What you need to do:
Send every record back word for word.

── Given data ──

// =========================================================================
// Ready gate and countdown
// =========================================================================

#[tokio::test(start_paused = true)]
async fn test_all_ready_starts_countdown() {
    let (_dir, handle) = general_lobby(50.0);
    let mut p1 = join(&handle, "p1", "Ann").await;
    let p2 = join(&handle, "p2", "Bob").await;

    send(&p1, ClientMessage::Ready { status: true });
    send(&p2, ClientMessage::Ready { status: true });

    let tick = next_matching(&mut p1, |m| matches!(m, ServerMessage::CountdownTick(_))).await;
    assert_eq!(tick, ServerMessage::countdown(5));
    assert_eq!(handle.info().await.unwrap().phase, LobbyPhase::Countdown);

    for n in (1..5).rev() {
        assert_eq!(next(&mut p1).await, ServerMessage::countdown(n));
    }
    assert!(is_question(&next(&mut p1).await));
    assert_eq!(next(&mut p1).await, ServerMessage::timer(30));

    let info = handle.info().await.unwrap();
    assert_eq!(info.phase, LobbyPhase::RoundActive);
    assert_eq!(info.round, 1);
}

#[tokio::test(start_paused = true)]
async fn test_zero_tick_phases_last_one_tick() {
    let config = LobbyConfig {
        countdown_ticks: 0,
        guess_window_ticks: 0,
        reveal_ticks: 0,
        ..LobbyConfig::default()
    };
    let (_dir, handle) = general_lobby_with(50.0, config);
    let mut p1 = join(&handle, "p1", "Ann").await;
    send(&p1, ClientMessage::Ready { status: true });

    let tick = next_matching(&mut p1, |m| matches!(m, ServerMessage::CountdownTick(_))).await;
    assert_eq!(tick, ServerMessage::countdown(1));
    assert!(is_question(&next(&mut p1).await));
    assert_eq!(next(&mut p1).await, ServerMessage::timer(1));
    assert!(is_reveal(&next(&mut p1).await));
    assert_eq!(next(&mut p1).await, ServerMessage::timer(1));
}

#[tokio::test(start_paused = true)]
async fn test_not_ready_during_countdown_aborts_to_waiting() {
    let (_dir, handle) = general_lobby(50.0);
    let mut p1 = join(&handle, "p1", "Ann").await;
    let mut p2 = join(&handle, "p2", "Bob").await;

    handle.set_ready(PlayerId::new("p1"), true).await.unwrap();
    handle.set_ready(PlayerId::new("p2"), true).await.unwrap();
    next_matching(&mut p2, |m| *m == ServerMessage::countdown(5)).await;

    handle.set_ready(PlayerId::new("p2"), false).await.unwrap();

    for client in [&mut p1, &mut p2] {
        next_matching(client, |m| *m == ServerMessage::waiting()).await;
    }
    let info = handle.info().await.unwrap();
    assert_eq!(info.phase, LobbyPhase::Waiting);
    assert_eq!(info.round, 0);
}

#[tokio::test(start_paused = true)]
async fn test_late_joiner_aborts_countdown_on_next_tick() {
    let (_dir, handle) = general_lobby(50.0);
    let mut p1 = join(&handle, "p1", "Ann").await;
    handle.set_ready(PlayerId::new("p1"), true).await.unwrap();
    next_matching(&mut p1, |m| *m == ServerMessage::countdown(5)).await;

    let _p2 = join(&handle, "p2", "Bob").await;

    let msg = next_matching(&mut p1, |m| matches!(m, ServerMessage::CountdownTick(_))).await;
    assert_eq!(msg, ServerMessage::waiting());
    assert_eq!(handle.info().await.unwrap().phase, LobbyPhase::Waiting);
}

#[tokio::test(start_paused = true)]
async fn test_last_unready_player_leaving_starts_countdown() {
    let (_dir, handle) = general_lobby(50.0);
    let mut p1 = join(&handle, "p1", "Ann").await;
    let mut p2 = join(&handle, "p2", "Bob").await;
    handle.set_ready(PlayerId::new("p1"), true).await.unwrap();
    handle.info().await.unwrap();
    drain(&mut p1);

    p2.close();

    assert!(matches!(next(&mut p1).await, ServerMessage::RosterUpdate(_)));
    assert_eq!(next(&mut p1).await, ServerMessage::countdown(5));
}

#[tokio::test(start_paused = true)]
async fn test_guess_outside_round_is_ignored() {
    let (_dir, handle) = general_lobby(50.0);
    let mut p1 = join(&handle, "p1", "Ann").await;
    handle.info().await.unwrap();
    drain(&mut p1);

    handle.submit_guess(PlayerId::new("p1"), 10.0).await.unwrap();
    handle.info().await.unwrap();
    assert!(drain(&mut p1).is_empty());
}

// =========================================================================
// Rounds and scoring
// =========================================================================

#[tokio::test(start_paused = true)]
async fn test_round_scores_qualifiers_by_rank() {
    let (_dir, handle) = general_lobby(50.0);
    let mut clients = Vec::new();
    for (id, name) in [("p1", "Ann"), ("p2", "Bob"), ("p3", "Cid"), ("p4", "Dee")] {
        clients.push(join(&handle, id, name).await);
    }
    for id in ["p1", "p2", "p3", "p4"] {
        handle.set_ready(PlayerId::new(id), true).await.unwrap();
    }
    next_matching(&mut clients[0], is_question).await;

    for (client, guess) in clients.iter().zip([40.0, 45.0, 60.0, 10.0]) {
        send(client, ClientMessage::Guess { value: guess });
    }

    let ServerMessage::ScoreReveal(entries) = next_matching(&mut clients[0], is_reveal).await
    else {
        unreachable!()
    };
    let summary: Vec<(&str, f64, u32, u32)> = entries
        .iter()
        .map(|e| (e.id.as_str(), e.guess, e.delta, e.score))
        .collect();
    assert_eq!(
        summary,
        vec![
            ("p1", 40.0, 10, 10),
            ("p2", 45.0, 15, 15),
            ("p3", 60.0, 0, 0),
            ("p4", 10.0, 5, 5),
        ]
    );

    // Reveal pause follows, then round two.
    assert_eq!(next(&mut clients[0]).await, ServerMessage::timer(8));
    let info = handle.info().await.unwrap();
    assert_eq!(info.phase, LobbyPhase::RoundReveal);
    let scores: Vec<u32> = info.roster.iter().map(|e| e.score).collect();
    assert_eq!(scores, vec![10, 15, 0, 5]);
}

───

Problem solution:
// =========================================================================
// Ready gate and countdown
// =========================================================================

#[tokio::test(start_paused = true)]
async fn test_all_ready_starts_countdown() {
    let (_dir, handle) = general_lobby(50.0);
    let mut p1 = join(&handle, "p1", "Ann").await;
    let p2 = join(&handle, "p2", "Bob").await;

    send(&p1, ClientMessage::Ready { status: true });
    send(&p2, ClientMessage::Ready { status: true });

    let tick = next_matching(&mut p1, |m| matches!(m, ServerMessage::CountdownTick(_))).await;
    assert_eq!(tick, ServerMessage::countdown(5));
    assert_eq!(handle.info().await.unwrap().phase, LobbyPhase::Countdown);

    for n in (1..5).rev() {
        assert_eq!(next(&mut p1).await, ServerMessage::countdown(n));
    }
    assert!(is_question(&next(&mut p1).await));
    assert_eq!(next(&mut p1).await, ServerMessage::timer(30));

    let info = handle.info().await.unwrap();
    assert_eq!(info.phase, LobbyPhase::RoundActive);
    assert_eq!(info.round, 1);
}

#[tokio::test(start_paused = true)]
async fn test_zero_tick_phases_last_one_tick() {
    let config = LobbyConfig {
        countdown_ticks: 0,
        guess_window_ticks: 0,
        reveal_ticks: 0,
        ..LobbyConfig::default()
    };
    let (_dir, handle) = general_lobby_with(50.0, config);
    let mut p1 = join(&handle, "p1", "Ann").await;
    send(&p1, ClientMessage::Ready { status: true });

    let tick = next_matching(&mut p1, |m| matches!(m, ServerMessage::CountdownTick(_))).await;
    assert_eq!(tick, ServerMessage::countdown(1));
    assert!(is_question(&next(&mut p1).await));
    assert_eq!(next(&mut p1).await, ServerMessage::timer(1));
    assert!(is_reveal(&next(&mut p1).await));
    assert_eq!(next(&mut p1).await, ServerMessage::timer(1));
}

#[tokio::test(start_paused = true)]
async fn test_not_ready_during_countdown_aborts_to_waiting() {
    let (_dir, handle) = general_lobby(50.0);
    let mut p1 = join(&handle, "p1", "Ann").await;
    let mut p2 = join(&handle, "p2", "Bob").await;

    handle.set_ready(PlayerId::new("p1"), true).await.unwrap();
    handle.set_ready(PlayerId::new("p2"), true).await.unwrap();
    next_matching(&mut p2, |m| *m == ServerMessage::countdown(5)).await;

    handle.set_ready(PlayerId::new("p2"), false).await.unwrap();

    for client in [&mut p1, &mut p2] {
        next_matching(client, |m| *m == ServerMessage::waiting()).await;
    }
    let info = handle.info().await.unwrap();
    assert_eq!(info.phase, LobbyPhase::Waiting);
    assert_eq!(info.round, 0);
}

#[tokio::test(start_paused = true)]
async fn test_late_joiner_aborts_countdown_on_next_tick() {
    let (_dir, handle) = general_lobby(50.0);
    let mut p1 = join(&handle, "p1", "Ann").await;
    handle.set_ready(PlayerId::new("p1"), true).await.unwrap();
    next_matching(&mut p1, |m| *m == ServerMessage::countdown(5)).await;

    let _p2 = join(&handle, "p2", "Bob").await;

    let msg = next_matching(&mut p1, |m| matches!(m, ServerMessage::CountdownTick(_))).await;
    assert_eq!(msg, ServerMessage::waiting());
    assert_eq!(handle.info().await.unwrap().phase, LobbyPhase::Waiting);
}

#[tokio::test(start_paused = true)]
async fn test_last_unready_player_leaving_starts_countdown() {
    let (_dir, handle) = general_lobby(50.0);
    let mut p1 = join(&handle, "p1", "Ann").await;
    let mut p2 = join(&handle, "p2", "Bob").await;
    handle.set_ready(PlayerId::new("p1"), true).await.unwrap();
    handle.info().await.unwrap();
    drain(&mut p1);

    p2.close();

    assert!(matches!(next(&mut p1).await, ServerMessage::RosterUpdate(_)));
    assert_eq!(next(&mut p1).await, ServerMessage::countdown(5));
}

#[tokio::test(start_paused = true)]
async fn test_guess_outside_round_is_ignored() {
    let (_dir, handle) = general_lobby(50.0);
    let mut p1 = join(&handle, "p1", "Ann").await;
    handle.info().await.unwrap();
    drain(&mut p1);

    handle.submit_guess(PlayerId::new("p1"), 10.0).await.unwrap();
    handle.info().await.unwrap();
    assert!(drain(&mut p1).is_empty());
}

// =========================================================================
// Rounds and scoring
// =========================================================================

#[tokio::test(start_paused = true)]
async fn test_round_scores_qualifiers_by_rank() {
    let (_dir, handle) = general_lobby(50.0);
    let mut clients = Vec::new();
    for (id, name) in [("p1", "Ann"), ("p2", "Bob"), ("p3", "Cid"), ("p4", "Dee")] {
        clients.push(join(&handle, id, name).await);
    }
    for id in ["p1", "p2", "p3", "p4"] {
        handle.set_ready(PlayerId::new(id), true).await.unwrap();
    }
    next_matching(&mut clients[0], is_question).await;

    for (client, guess) in clients.iter().zip([40.0, 45.0, 60.0, 10.0]) {
        send(client, ClientMessage::Guess { value: guess });
    }

    let ServerMessage::ScoreReveal(entries) = next_matching(&mut clients[0], is_reveal).await
    else {
        unreachable!()
    };
    let summary: Vec<(&str, f64, u32, u32)> = entries
        .iter()
        .map(|e| (e.id.as_str(), e.guess, e.delta, e.score))
        .collect();
    assert_eq!(
        summary,
        vec![
            ("p1", 40.0, 10, 10),
            ("p2", 45.0, 15, 15),
            ("p3", 60.0, 0, 0),
            ("p4", 10.0, 5, 5),
        ]
    );

    // Reveal pause follows, then round two.
    assert_eq!(next(&mut clients[0]).await, ServerMessage::timer(8));
    let info = handle.info().await.unwrap();
    assert_eq!(info.phase, LobbyPhase::RoundReveal);
    let scores: Vec<u32> = info.roster.iter().map(|e| e.score).collect();
    assert_eq!(scores, vec![10, 15, 0, 5]);
}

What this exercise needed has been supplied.